Originally Posted by bigjae1976
Here in Texas, I track in 105 degree temps, sometimes on track temps are 110+ so this may not apply for folks in cooler climates.
But you are basically stacking coolers in front of coolers. There's no added volume of air so your radiator is now seeing air heated up by the intercooler. There's just not enough cooling on a stock motor. More HP = more heat. I've learned this. Many FI companies advertise their kits being used on the track. That's great and it works for them. I'd discuss with the company first before purchasing and make sure they understand the service demands the car will see. What I was told on my E46 330 kit is that it wasn't not designed for heavy track usage. For me that's a total game changer.

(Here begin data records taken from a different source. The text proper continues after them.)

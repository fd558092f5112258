//! Notifier chain
//!
//! Subscribers that need to act before and after a sleep transition
//! (drivers, user-space helpers) register here. The engines notify the chain
//! at phase boundaries through the `TransitionContext` they are handed.

mod chain;

pub use chain::{NotifierChain, NotifierError, NotifierHandle, PmEvent, PmObserver};
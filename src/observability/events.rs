//! Lifecycle events emitted by the coordinator
//!
//! Events are explicit and typed; the string form is what lands in the
//! `event` key of every log line.

use std::fmt;

/// Observable events
///
/// Grouped by the component that emits them:
/// - boot and shutdown of the coordinator
/// - sleep transitions
/// - wakeup-count handshake
/// - async suspend worker
/// - autosleep and wakelocks
/// - control surface and debug knobs
#[derive(Debug, Clone, Copy, PartialEq, Eq)]
pub enum Event {
    // Lifecycle
    /// Coordinator construction begins
    BootStart,
    /// Coordinator constructed, control surface ready
    BootComplete,
    /// Configuration file parsed and validated
    ConfigLoaded,
    /// Coordinator torn down
    Shutdown,
    /// HTTP control surface listening
    Serving,

    // Transitions
    /// A state write was rejected because a transition is in flight
    TransitionBusy,
    /// A state write did not name an available sleep state
    TransitionInvalid,

    // Wakeup count
    /// A wakeup count baseline was committed
    WakeupCountSaved,
    /// A wakeup event raced the committed baseline
    WakeupCountRaceLost,
    /// Waiting for in-flight wakeup events was interrupted
    WakeupCountInterrupted,

    // Worker
    /// The async suspend worker thread started
    SuspendWorkerStarted,
    /// The async suspend worker could not be started or has gone away
    SuspendWorkerUnavailable,
    /// The async suspend worker thread exited
    SuspendWorkerStopped,

    // Autosleep
    /// Autosleep target changed
    AutosleepTargetSet,
    /// Autosleep attempt deferred
    AutosleepDeferred,
    /// Wakelock acquired
    WakelockAcquired,
    /// Wakelock released
    WakelockReleased,

    // Debug knobs
    /// pm_test level changed
    PmTestLevelSet,
    /// pm_trace enabled; the RTC will be clobbered on the next transition
    PmTraceEnabled,
    /// A notifier subscriber vetoed an event
    NotifierVeto,
}

impl Event {
    /// Returns the string representation of this event
    pub fn as_str(&self) -> &'static str {
        match self {
            Event::BootStart => "PMCORE_BOOT_BEGIN",
            Event::BootComplete => "PMCORE_BOOT_COMPLETE",
            Event::ConfigLoaded => "CONFIG_LOADED",
            Event::Shutdown => "PMCORE_SHUTDOWN",
            Event::Serving => "PMCORE_SERVING",

            Event::TransitionBusy => "SLEEP_TRANSITION_BUSY",
            Event::TransitionInvalid => "SLEEP_TRANSITION_INVALID",

            Event::WakeupCountSaved => "WAKEUP_COUNT_SAVED",
            Event::WakeupCountRaceLost => "WAKEUP_COUNT_RACE_LOST",
            Event::WakeupCountInterrupted => "WAKEUP_COUNT_INTERRUPTED",

            Event::SuspendWorkerStarted => "SUSPEND_WORKER_STARTED",
            Event::SuspendWorkerUnavailable => "SUSPEND_WORKER_UNAVAILABLE",
            Event::SuspendWorkerStopped => "SUSPEND_WORKER_STOPPED",

            Event::AutosleepTargetSet => "AUTOSLEEP_TARGET_SET",
            Event::AutosleepDeferred => "AUTOSLEEP_DEFERRED",
            Event::WakelockAcquired => "WAKELOCK_ACQUIRED",
            Event::WakelockReleased => "WAKELOCK_RELEASED",

            Event::PmTestLevelSet => "PM_TEST_LEVEL_SET",
            Event::PmTraceEnabled => "PM_TRACE_ENABLED",
            Event::NotifierVeto => "NOTIFIER_VETO",
        }
    }

    /// Severity the event is logged at when emitted through
    /// [`super::log_event`].
    pub fn severity(&self) -> super::Severity {
        use super::Severity;
        match self {
            Event::TransitionBusy
            | Event::TransitionInvalid
            | Event::WakeupCountRaceLost
            | Event::WakeupCountInterrupted
            | Event::SuspendWorkerUnavailable
            | Event::PmTraceEnabled
            | Event::NotifierVeto => Severity::Warn,
            Event::AutosleepDeferred | Event::WakeupCountSaved => Severity::Trace,
            _ => Severity::Info,
        }
    }
}

impl fmt::Display for Event {
    fn fmt(&self, f: &mut fmt::Formatter<'_>) -> fmt::Result {
        write!(f, "{}", self.as_str())
    }
}

#[cfg(test)]
mod tests {
    use super::*;
    use crate::observability::Severity;

    const ALL: [Event; 20] = [
        Event::BootStart,
        Event::BootComplete,
        Event::ConfigLoaded,
        Event::Shutdown,
        Event::Serving,
        Event::TransitionBusy,
        Event::TransitionInvalid,
        Event::WakeupCountSaved,
        Event::WakeupCountRaceLost,
        Event::WakeupCountInterrupted,
        Event::SuspendWorkerStarted,
        Event::SuspendWorkerUnavailable,
        Event::SuspendWorkerStopped,
        Event::AutosleepTargetSet,
        Event::AutosleepDeferred,
        Event::WakelockAcquired,
        Event::WakelockReleased,
        Event::PmTestLevelSet,
        Event::PmTraceEnabled,
        Event::NotifierVeto,
    ];

    #[test]
    fn test_event_names_are_upper_snake() {
        for event in ALL {
            let s = event.as_str();
            assert!(!s.is_empty());
            assert!(s.chars().all(|c| c.is_ascii_uppercase() || c == '_'));
        }
    }

    #[test]
    fn test_event_names_are_unique() {
        let mut names: Vec<&str> = ALL.iter().map(|e| e.as_str()).collect();
        names.sort_unstable();
        names.dedup();
        assert_eq!(names.len(), ALL.len());
    }

    #[test]
    fn test_rejections_log_as_warnings() {
        assert_eq!(Event::WakeupCountRaceLost.severity(), Severity::Warn);
        assert_eq!(Event::TransitionBusy.severity(), Severity::Warn);
        assert_eq!(Event::BootComplete.severity(), Severity::Info);
    }

    #[test]
    fn test_event_display() {
        assert_eq!(format!("{}", Event::WakeupCountRaceLost), "WAKEUP_COUNT_RACE_LOST");
    }
}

From my experience and looking at cars...you don't see a lot of advanced drivers and instructors driving at a lot of events that have forced induction. There's a reason for that.
I agree with you 100%. I would never subject my blown M3 with an 8,600 RPM limit to a 40+ lap session in 100+ degree SoCal desert heat. Anything in the late fall, winter and spring is ok (up to 75 deg) I think will be fine but beyond that I think it will be difficult to effectively remove the heat caused by the S/C. I just picked up a 2013 STi yesterday that I will use for summer tracking.
But I wanted to address the issue from the OP that the right S/C will not yield stock-like acceleration after a few laps in non-summertime temps.